建永2年(1207年)正月に行われた土御門天皇朝覲行幸の際に、憲子は東宮(守成親王)の乳母として従三位に叙せられた[2]。その後、典侍に任じられているが、天皇の乳母が即位後に典侍に任じられる慣例があったため、承元4年(1210年)の順徳天皇の即位によるものと思われる[1]

夫の源有雅は順徳天皇の乳父として権中納言まで昇進するが、承久の乱では官軍の主将とされたことで戦後に処刑され、同様に順徳天皇の乳母子であった息子の資雅も幕府軍に捕らえられるが間もなく赦免された[1]

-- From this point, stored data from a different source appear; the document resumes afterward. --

use crate::domain::payment::{OrderRequest, PaymentOrder};
use crate::domain::ports::PaymentGateway;
use crate::error::{Result, WorkflowError};
use async_trait::async_trait;
use serde::Serialize;
use std::time::Duration;

pub const DEFAULT_RAZORPAY_URL: &str = "https://api.razorpay.com";

/// Body of `POST /v1/orders`.
#[derive(Debug, Serialize)]
struct CreateOrderBody<'a> {
    amount: u64,
    currency: &'a str,
    receipt: &'a str,
    payment_capture: u8,
}

impl<'a> From<&'a OrderRequest> for CreateOrderBody<'a> {
    fn from(request: &'a OrderRequest) -> Self {
        Self {
            amount: request.amount,
            currency: &request.currency,
            receipt: &request.receipt,
            payment_capture: u8::from(request.payment_capture),
        }
    }
}

/// Payment gateway backed by the Razorpay Orders API.
///
/// Requests are authenticated with HTTP basic auth (key id / key secret).
#[derive(Clone)]
pub struct RazorpayGateway {
    client: reqwest::Client,
    base_url: String,
    key_id: String,
    key_secret: String,
}

impl RazorpayGateway {
    pub fn new(
        base_url: impl Into<String>,
        key_id: impl Into<String>,
        key_secret: impl Into<String>,
        timeout: Duration,
    ) -> Result<Self> {
        let client = reqwest::Client::builder()
            .timeout(timeout)
            .build()
            .map_err(|e| WorkflowError::PaymentGatewayError(e.to_string()))?;
        Ok(Self {
            client,
            base_url: base_url.into().trim_end_matches('/').to_string(),
            key_id: key_id.into(),
            key_secret: key_secret.into(),
        })
    }

    fn orders_url(&self) -> String {
        format!("{}/v1/orders", self.base_url)
    }
}

#[async_trait]
impl PaymentGateway for RazorpayGateway {
    async fn create_order(&self, request: OrderRequest) -> Result<PaymentOrder> {
        let order = self
            .client
            .post(self.orders_url())
            .basic_auth(&self.key_id, Some(&self.key_secret))
            .json(&CreateOrderBody::from(&request))
            .send()
            .await
            .and_then(|response| response.error_for_status())
            .map_err(|e| WorkflowError::PaymentGatewayError(e.to_string()))?
            .json::<PaymentOrder>()
            .await
            .map_err(|e| WorkflowError::PaymentGatewayError(e.to_string()))?;

        tracing::info!(order_id = %order.id, receipt = %request.receipt, "payment order created");
        Ok(order)
    }
}
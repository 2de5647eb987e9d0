use clap::Parser;
use loan_desk::application::workflow::DocumentWorkflow;
use loan_desk::config::Config;
use loan_desk::domain::ports::{DocumentStoreBox, NotifierBox};
use loan_desk::domain::ticket::RandomTicketGenerator;
use loan_desk::infrastructure::in_memory::InMemoryDocumentStore;
use loan_desk::infrastructure::mailer::{LogNotifier, MailRelayNotifier};
use loan_desk::infrastructure::razorpay::RazorpayGateway;
use loan_desk::interfaces::http;
use miette::{IntoDiagnostic, Result};
use std::net::SocketAddr;
use std::sync::Arc;
use tracing_subscriber::EnvFilter;

fn open_store(config: &Config) -> Result<DocumentStoreBox> {
    match &config.db_path {
        #[cfg(feature = "storage-rocksdb")]
        Some(db_path) => {
            let store = loan_desk::infrastructure::rocksdb::RocksDBStore::open(db_path)
                .into_diagnostic()?;
            tracing::info!(path = %db_path.display(), "using RocksDB document store");
            Ok(Box::new(store))
        }
        #[cfg(not(feature = "storage-rocksdb"))]
        Some(_) => {
            eprintln!(
                "WARNING: Persistent storage requested via --db-path, but 'storage-rocksdb' feature is not enabled. Falling back to In-Memory storage."
            );
            Ok(Box::new(InMemoryDocumentStore::new()))
        }
        None => Ok(Box::new(InMemoryDocumentStore::new())),
    }
}

fn notifier(config: &Config) -> Result<NotifierBox> {
    match &config.mail_relay_url {
        Some(url) => Ok(Box::new(
            MailRelayNotifier::new(
                url.clone(),
                config.mail_relay_token.clone(),
                config.gateway_timeout(),
            )
            .into_diagnostic()?,
        )),
        None => {
            eprintln!("WARNING: No mail relay configured via --mail-relay-url. Emails will only be logged.");
            Ok(Box::new(LogNotifier))
        }
    }
}

#[tokio::main]
async fn main() -> Result<()> {
    let config = Config::parse();

    tracing_subscriber::fmt()
        .with_env_filter(
            EnvFilter::try_from_default_env().unwrap_or_else(|_| EnvFilter::new("info")),
        )
        .init();

    let payments = RazorpayGateway::new(
        config.razorpay_url.clone(),
        config.razorpay_key_id.clone(),
        config.razorpay_key_secret.clone(),
        config.gateway_timeout(),
    )
    .into_diagnostic()?;

    let workflow = DocumentWorkflow::new(
        open_store(&config)?,
        Box::new(RandomTicketGenerator::new()),
        Box::new(payments),
        notifier(&config)?,
        config.payment_settings().into_diagnostic()?,
    );

    let addr = SocketAddr::from(([0, 0, 0, 0], config.port));
    let listener = tokio::net::TcpListener::bind(addr)
        .await
        .into_diagnostic()?;
    tracing::info!(%addr, "server is running");

    axum::serve(listener, http::router(Arc::new(workflow)))
        .await
        .into_diagnostic()?;

    Ok(())
}
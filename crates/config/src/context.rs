//! Active profile selection for one command invocation.
//!
//! Responsibilities:
//! - Pick the active profile name (CLI flag beats `FLOWCTL_PROFILE` beats
//!   `"default"`).
//! - Resolve its effective settings: defaults, overlaid with the profile's
//!   stored values, overlaid with environment overrides.
//!
//! Does NOT handle:
//! - Persistence. The context is built fresh per invocation and never saved.
//!
//! Invariants:
//! - Built once in the CLI layer and passed into core calls explicitly;
//!   nothing downstream of it reads the process environment.
//! - Environment values always win over stored profile values.

use crate::registry;
use crate::store::env_var_or_none;
use crate::types::{DEFAULT_PROFILE, ProfileSettings, ProfilesDocument};

/// Environment variable naming the active profile.
pub const PROFILE_ENV_VAR: &str = "FLOWCTL_PROFILE";

/// The profile selected for the current invocation, with its resolved
/// settings.
#[derive(Debug, Clone, PartialEq, Eq)]
pub struct ActiveProfileContext {
    /// Name of the active profile. May name a profile absent from the
    /// document (e.g. a stale `FLOWCTL_PROFILE`); stored values then
    /// contribute nothing.
    pub name: String,
    /// Effective settings: defaults <- stored profile values <- env.
    pub settings: ProfileSettings,
}

impl ActiveProfileContext {
    /// Selects the active profile from the process environment.
    ///
    /// `explicit` is the CLI `--profile` flag and takes precedence over
    /// `FLOWCTL_PROFILE`; with neither, the `"default"` profile is active.
    pub fn select(doc: &ProfilesDocument, explicit: Option<&str>) -> Self {
        Self::select_from_vars(doc, explicit, env_var_or_none)
    }

    /// Like [`Self::select`], with an injectable variable lookup.
    pub fn select_from_vars<F>(doc: &ProfilesDocument, explicit: Option<&str>, var: F) -> Self
    where
        F: Fn(&str) -> Option<String>,
    {
        let name = explicit
            .map(str::to_string)
            .or_else(|| var(PROFILE_ENV_VAR))
            .unwrap_or_else(|| DEFAULT_PROFILE.to_string());

        let mut settings = registry::default_settings();
        if let Some(stored) = doc.settings(&name) {
            for (key, value) in stored.iter() {
                settings.insert(key, value);
            }
        }
        // env wins over stored values, but only for variables actually set
        for (key, _) in registry::KNOWN_SETTINGS {
            if let Some(value) = var(key) {
                settings.insert(*key, value);
            }
        }

        Self { name, settings }
    }
}
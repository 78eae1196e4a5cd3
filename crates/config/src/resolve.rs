//! Settings resolution: which values differ from defaults, and why.
//!
//! Responsibilities:
//! - Compare a profile's settings against defaults and environment
//!   overrides, attributing each overridden value to its source.
//! - Produce the full default listing for `--show-defaults` output.
//!
//! Does NOT handle:
//! - Reading the environment (callers pass snapshots in; see `registry`).
//! - Formatting or printing (the CLI renders the tuples).
//!
//! Invariants:
//! - Override listing follows the profile's insertion order; the defaults
//!   listing is alphabetical. The distinction is intentional and tested.
//! - Keys unknown to the defaults never panic; they are always reported
//!   as overridden.

use std::fmt;

use crate::types::ProfileSettings;

/// Where a displayed setting value came from.
#[derive(Debug, Clone, Copy, PartialEq, Eq)]
pub enum SettingSource {
    /// Set by an environment variable.
    Env,
    /// Stored in the profile.
    Profile,
    /// The built-in default.
    Defaults,
}

impl fmt::Display for SettingSource {
    fn fmt(&self, f: &mut fmt::Formatter<'_>) -> fmt::Result {
        let s = match self {
            SettingSource::Env => "env",
            SettingSource::Profile => "profile",
            SettingSource::Defaults => "defaults",
        };
        f.write_str(s)
    }
}

/// One displayed setting: key, effective value, and attributed source.
#[derive(Debug, Clone, PartialEq, Eq)]
pub struct ResolvedSetting {
    pub key: String,
    pub value: String,
    pub source: SettingSource,
}

/// Lists every setting in `current` whose value differs from the default,
/// in `current`'s insertion order.
///
/// A value equal to its default is not an override and is skipped
/// (comparison is by value). A key absent from `defaults` is always
/// considered overridden. The source is `Env` when the environment snapshot
/// carries the same key with the same value, otherwise `Profile`.
pub fn compute_overrides(
    current: &ProfileSettings,
    env: &ProfileSettings,
    defaults: &ProfileSettings,
) -> Vec<ResolvedSetting> {
    current
        .iter()
        .filter(|(key, value)| defaults.get(key) != Some(value))
        .map(|(key, value)| {
            let source = if env.get(key) == Some(value) {
                SettingSource::Env
            } else {
                SettingSource::Profile
            };
            ResolvedSetting {
                key: key.to_string(),
                value: value.to_string(),
                source,
            }
        })
        .collect()
}

/// Lists every default setting, in alphabetical key order.
///
/// The ordering deliberately differs from [`compute_overrides`]: a full
/// listing is stable regardless of how any profile was populated.
pub fn with_defaults(defaults: &ProfileSettings) -> Vec<ResolvedSetting> {
    let mut entries: Vec<ResolvedSetting> = defaults
        .iter()
        .map(|(key, value)| ResolvedSetting {
            key: key.to_string(),
            value: value.to_string(),
            source: SettingSource::Defaults,
        })
        .collect();
    entries.sort_by(|a, b| a.key.cmp(&b.key));
    entries
}
//! CLI exit codes for scripting and automation.
//!
//! Responsibilities:
//! - Define structured exit codes that scripts can use to distinguish
//!   error categories.
//! - Map `StoreError` variants to appropriate exit codes.
//!
//! Does NOT handle:
//! - Error message formatting (handled by anyhow Display).
//!
//! Invariants:
//! - Exit codes 1-9 are reserved for specific error categories.

use flowctl_config::StoreError;

/// Structured exit codes for flowctl.
#[derive(Debug, Clone, Copy, PartialEq, Eq)]
#[repr(u8)]
pub enum ExitCode {
    /// Success - command completed successfully.
    Success = 0,

    /// General error - unhandled or generic failure (e.g. file I/O).
    GeneralError = 1,

    /// Resource not found - profile name or setting key does not exist.
    ///
    /// Scripts should verify the name or create the missing profile.
    NotFound = 4,

    /// Validation error - malformed `VAR=VAL` token or unparseable
    /// profiles file.
    ///
    /// Scripts should fix the input and not retry the same request.
    ValidationError = 5,

    /// Name collision on create or rename.
    ///
    /// Scripts should pick a different name or remove the existing profile.
    AlreadyExists = 6,
}

impl ExitCode {
    /// Convert the exit code to an i32 for use with std::process::exit().
    pub const fn as_i32(self) -> i32 {
        self as u8 as i32
    }
}

impl From<&StoreError> for ExitCode {
    fn from(err: &StoreError) -> Self {
        if err.is_parse() {
            ExitCode::ValidationError
        } else if err.is_not_found() {
            ExitCode::NotFound
        } else if matches!(err, StoreError::ProfileAlreadyExists { .. }) {
            ExitCode::AlreadyExists
        } else {
            ExitCode::GeneralError
        }
    }
}

/// Extension trait for anyhow::Error to extract exit codes.
pub trait ExitCodeExt {
    /// Extract the appropriate exit code from this error.
    ///
    /// Returns `ExitCode::GeneralError` if no `StoreError` is found in
    /// the chain.
    fn exit_code(&self) -> ExitCode;
}

impl ExitCodeExt for anyhow::Error {
    fn exit_code(&self) -> ExitCode {
        for cause in self.chain() {
            if let Some(store_err) = cause.downcast_ref::<StoreError>() {
                return ExitCode::from(store_err);
            }
        }
        ExitCode::GeneralError
    }
}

嘉禄3年1月30日1227年2月17日)の未明に憲子が住んでいた仁和寺近くの屋敷に強盗が押し入り、彼女の衣服を全て剥いで丸裸にして去った。ところが、知らせを受けた左大臣徳大寺公継の生母である上西門院女房備後が仁和寺の憲子の元に駆け付けたところ、余りの有様に衝撃を受けて倒れ、そのまま亡くなってしまった(『明月記』)。ところが、強盗事件が発生していたこの日の未明(あるいは29日の夜)に徳大寺公継が病死しているのである。息子に先立たれた母親がその日のうちに他人の家に駆け付けてショック死する(当然のことながら公継の葬儀もまだ行われておらず、『明月記』の記主藤原定家は「喪家混合珍事」と表現)のは余りにも不自然であり、角田文衛は上西門院女房備後と憲子は相当特別な間柄で母娘であったとしか思えないと述べている。角田説に基づけば、上西門院女房備後が安元元年(1175年)に徳大寺実定との間に公継を儲けた事実は動かしがたいため、その後に何らかの事情で実定と別れて範光と結ばれて憲子を産んだものの、範光は建暦3年(1213年)に亡くなっていることから、晩年は公継の元で過ごしており、その公継が亡くなった直後に事件知らせを受けたと推測される[1]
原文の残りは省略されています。